Warm, fashionable, renewable, environmentally friendly, regulated…FUR.

**To clarify (because I know some people just love to put words in others mouths): I believe STRONGLY in the Ethical Treatment of Animals, and continued measures to enforce regulations in fur farms. To do anything less is simply barbaric and it needs to stop. I am pro fur and anti animal cruelty.  Don’t get it twisted.

A note for comments.

Yep, as predicated this is a hot topic.  Do yourselves a favor and post relevant, educated comments.  People swearing or name calling don’t even  get looked by me, they are happily auto deleted (it is just a waste of your energy and really very sad).  Also, note that I am referring to fur farms in Canada and government regulated fur farms at that.  A few people have sent videos of animal mistreatment from other parts of the world.  Yes, thank you, that needs to be stopped!  and if you read the post and focus your energy where it belongs, we may just get there.   Thank you.


  1. Lesley says

    I really like this blog but this post was very disapointing.
    Everything written here that is pro-fur and against anti-fur demostrators has been known to be a marketing gimmick for many years. It’s taken out of context and neglects to mention the money spent and environmental and animal welfare issues that come from the fur industry. This article doesn’t lie, it just doesn’t tell most of the facts or distorts the facts.
    Maybe this is a really old article that has been reposted?

    • Mark St. James - Marquis of Fashion says

      Hey Lesley,
      Thanks for writing. I respect your opinion and there is merit in it. This article came about after years of being bombarded by anti fur propaganda and the startling amount of regulated fur farms that have had to shut down because of the misdirection of said hate (there are reports online detailing this from governmental bodies). I hear your point, and will be following this article up in a couple months. I would like to point out that it isn’t that the article distorts the facts, it iss simply a very realistic way of looking at them. I do not believe that fundamentalism is ever right. There is such a culture of hate that has been born from anti-fur activism and it is high time that we clear the air and focus on the core issues.

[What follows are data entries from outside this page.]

//! Integration tests for the archive → text pipeline.
//!
//! Archives are built in memory with `zip::ZipWriter`; Shift_JIS payloads
//! are produced with `encoding_rs` the way Aozora Bunko ships them.

use std::io::{Cursor, Write};

use aozora_reader::config::{load_config, Config};
use aozora_reader::decode::DetectedEncoding;
use aozora_reader::error::{ErrorCategory, ReaderError};
use aozora_reader::models::FidelityMode;
use aozora_reader::pipeline::Pipeline;
use aozora_reader_core::{paginate, search, stats};
use tempfile::TempDir;

const DIVIDER: &str = "-------------------------------------------------------";

fn rashomon() -> String {
    format!(
        "羅生門\r\n芥川龍之介\r\n\r\n{d}\r\n【テキスト中に現れる記号について】\r\n\r\n《》：ルビ\r\n（例）下人《げにん》\r\n\r\n［＃］：入力者注　主に外字の説明や、傍点の位置の指定\r\n{d}\r\n\r\n\
第一章［＃「第一章」は中見出し］\r\n\
　ある日の暮方《くれがた》の事である。一人の下人《げにん》が、羅生門の下で雨やみを待っていた。\r\n\
　広い門の下には、この男のほかに誰もいない。\r\n\
［＃改ページ］\r\n\
第二章［＃「第二章」は中見出し］\r\n\
［＃ここから２字下げ］\r\n\
　下人の行方《ゆくえ》は、誰も知らない。\r\n\
［＃ここで字下げ終わり］\r\n\
\r\n\r\n\r\n\r\n\
底本：「芥川龍之介全集1」ちくま文庫、筑摩書房\r\n\
入力：j.utiyama\r\n",
        d = DIVIDER
    )
}

fn sjis(text: &str) -> Vec<u8> {
    let (bytes, _, had_errors) = encoding_rs::SHIFT_JIS.encode(text);
    assert!(!had_errors, "sample text must be Shift_JIS encodable");
    bytes.into_owned()
}

fn build_zip(entries: &[(&str, &[u8])]) -> Vec<u8> {
    let mut writer = zip::ZipWriter::new(Cursor::new(Vec::new()));
    for (name, data) in entries {
        writer
            .start_file(*name, zip::write::SimpleFileOptions::default())
            .unwrap();
        writer.write_all(data).unwrap();
    }
    writer.finish().unwrap().into_inner()
}

fn rashomon_zip() -> Vec<u8> {
    let text = sjis(&rashomon());
    build_zip(&[("rashomon_ruby.txt", text.as_slice()), ("illust.png", b"\x89PNG\r\n")])
}

fn pipeline() -> Pipeline {
    Pipeline::new(Config::default()).unwrap()
}

#[test]
fn test_render_mode_end_to_end() {
    let result = pipeline()
        .process_archive(&rashomon_zip(), FidelityMode::Render)
        .unwrap();

    assert_eq!(result.encoding, DetectedEncoding::ShiftJis);
    assert_eq!(result.title.as_deref(), Some("羅生門"));
    assert_eq!(result.author.as_deref(), Some("芥川龍之介"));

    let html = &result.normalized_text;
    assert!(html.contains("<ruby>暮方<rt>くれがた</rt></ruby>"));
    assert!(html.contains("<h2 class=\"section-title\">第一章</h2>"));
    assert!(html.contains("<div class=\"page-break\"></div>"));
    assert!(html.contains("<div class=\"indent-2\">"));
    assert!(html.contains("<span class=\"indent-1\"></span>"));
    assert!(!html.contains("［＃"));
    assert!(!html.contains("底本："));
    assert!(!html.contains(DIVIDER));
    assert!(!html.contains('\r'));
}

#[test]
fn test_speech_mode_is_continuous_prose() {
    let result = pipeline()
        .process_archive(&rashomon_zip(), FidelityMode::Speech)
        .unwrap();

    let speech = &result.normalized_text;
    assert!(!speech.contains('\n'));
    assert!(!speech.contains('《'));
    assert!(!speech.contains('<'));
    assert!(speech.starts_with("第一章 ある日の暮方の事である。"));
    assert!(speech.ends_with("下人の行方は、誰も知らない。"));
    assert!(!speech.contains("くれがた"));
}

#[test]
fn test_plain_text_lines_drive_chapters_and_search() {
    let result = pipeline()
        .process_archive(&rashomon_zip(), FidelityMode::Render)
        .unwrap();

    let lines: Vec<&str> = result.plain_text.split('\n').collect();
    assert_eq!(result.chapters.len(), 2);
    assert_eq!(result.chapters[0].title, "第一章");
    assert_eq!(result.chapters[0].start_line, 0);
    assert_eq!(lines[result.chapters[1].start_line], "第二章");
    assert_eq!(result.chapters[0].end_line, result.chapters[1].start_line - 1);
    assert_eq!(result.chapters[1].end_line, lines.len() - 1);

    let hits = search::search(&result.plain_text, "下人");
    assert_eq!(hits.len(), 2);
    for hit in &hits {
        assert!(lines[hit.line_number].contains("下人"));
        assert!(hit.context.contains("下人"));
    }
}

#[test]
fn test_pagination_of_plain_text() {
    let result = pipeline()
        .process_archive(&rashomon_zip(), FidelityMode::PlainStrip)
        .unwrap();

    let line_count = result.plain_text.split('\n').count();
    let pages: Vec<String> = paginate::paginate(&result.plain_text, 2).collect();
    assert_eq!(pages.len(), line_count.div_ceil(2));
    assert_eq!(pages.join("\n"), result.plain_text);

    let stats = stats::text_stats(&result.plain_text);
    assert_eq!(stats.lines, line_count);
    assert!(stats.paragraphs >= 2);
}

#[test]
fn test_utf8_archive() {
    let zip = build_zip(&[("work.txt", "吾輩《わがはい》は猫である。".as_bytes())]);
    let result = pipeline()
        .process_archive(&zip, FidelityMode::PlainStrip)
        .unwrap();
    assert_eq!(result.encoding, DetectedEncoding::Utf8);
    assert_eq!(result.normalized_text, "吾輩は猫である。");
    assert!(result.title.is_none());
}

#[test]
fn test_not_a_zip_is_unusable() {
    let err = pipeline()
        .process_archive(&[0u8; 512], FidelityMode::Render)
        .unwrap_err();
    assert!(matches!(err, ReaderError::InvalidArchive(_)));
    assert_eq!(err.category(), ErrorCategory::Unusable);
}

#[test]
fn test_archive_without_text_entry() {
    let zip = build_zip(&[("card.html", b"<html></html>"), ("cover.jpg", b"\xFF\xD8")]);
    let err = pipeline()
        .process_archive(&zip, FidelityMode::Render)
        .unwrap_err();
    match err {
        ReaderError::NoTextEntryFound { entries } => {
            assert_eq!(entries, vec!["card.html", "cover.jpg"]);
        }
        other => panic!("unexpected: {:?}", other),
    }
}

#[test]
fn test_configured_pipeline_from_file() {
    let tmp = TempDir::new().unwrap();
    let path = tmp.path().join("aozora.toml");
    std::fs::write(
        &path,
        r#"
[decode]
encoding = "shift-jis"

[reading]
lines_per_page = 3
search_context_chars = 2
"#,
    )
    .unwrap();

    let config = load_config(&path).unwrap();
    let pipeline = Pipeline::new(config).unwrap();
    assert_eq!(pipeline.config().reading.lines_per_page, 3);

    let result = pipeline
        .process_archive(&rashomon_zip(), FidelityMode::PlainStrip)
        .unwrap();
    assert_eq!(result.encoding, DetectedEncoding::ShiftJis);

    let hits = pipeline.search(&result, "羅生門");
    assert_eq!(hits.len(), 1);
    assert_eq!(hits[0].context, "が、羅生門の下");

    assert!(pipeline.pages(&result).all(|page| page.split('\n').count() <= 3));
    let around = pipeline.page_around_line(&result, hits[0].line_number as i64);
    assert!(around.contains("羅生門"));
}

#[test]
fn test_result_serializes_for_ui() {
    let result = pipeline()
        .process_archive(&rashomon_zip(), FidelityMode::Speech)
        .unwrap();
    let json = serde_json::to_value(&result).unwrap();
    assert_eq!(json["mode"], "speech");
    assert_eq!(json["encoding"], "shift-jis");
    assert_eq!(json["title"], "羅生門");
    assert_eq!(json["chapters"][1]["title"], "第二章");
}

This article serves as a reminder that there is another side to the story here.
      Thank you again for taking the time to read the post.
      Take care,

  2. RonG says

    Thanks for the truthful, intelligent, informative and well organized report on the fur industry. It just amazes me how emotional sensationalism always wins out over reason and truth; how so few can shut down private businesses with near terrorist tactics. Few have employed the time or patience to learn the reality of the fur trade, thus would rather safely hide and shout from within the crowd.

    Thank you for your distinction between animal cruelty and modern fur farming. I too support humane animal programs, adoption groups, and wildlife conservation.

    I also wear a fur coat.

  3. cynthia lauren says

    Your “facts” are wrong and not based in fact. How you can find any redeeming qualities in the unnecessary killing of animals simply and only for their fur for fashion, is amazing. I supposed it is necessary for you to delude yourself and attempt to delude your readers because the reality of fur farming is not anything like you say.

    Horrifying, cruel, short sighted, vicious and ignorant. That is what those who choose to wear fur in this day and age show us.
    I am so sorry for you, so very sorry for what you lack in truth and compassion.
    May the critters you see on the other side forgive you.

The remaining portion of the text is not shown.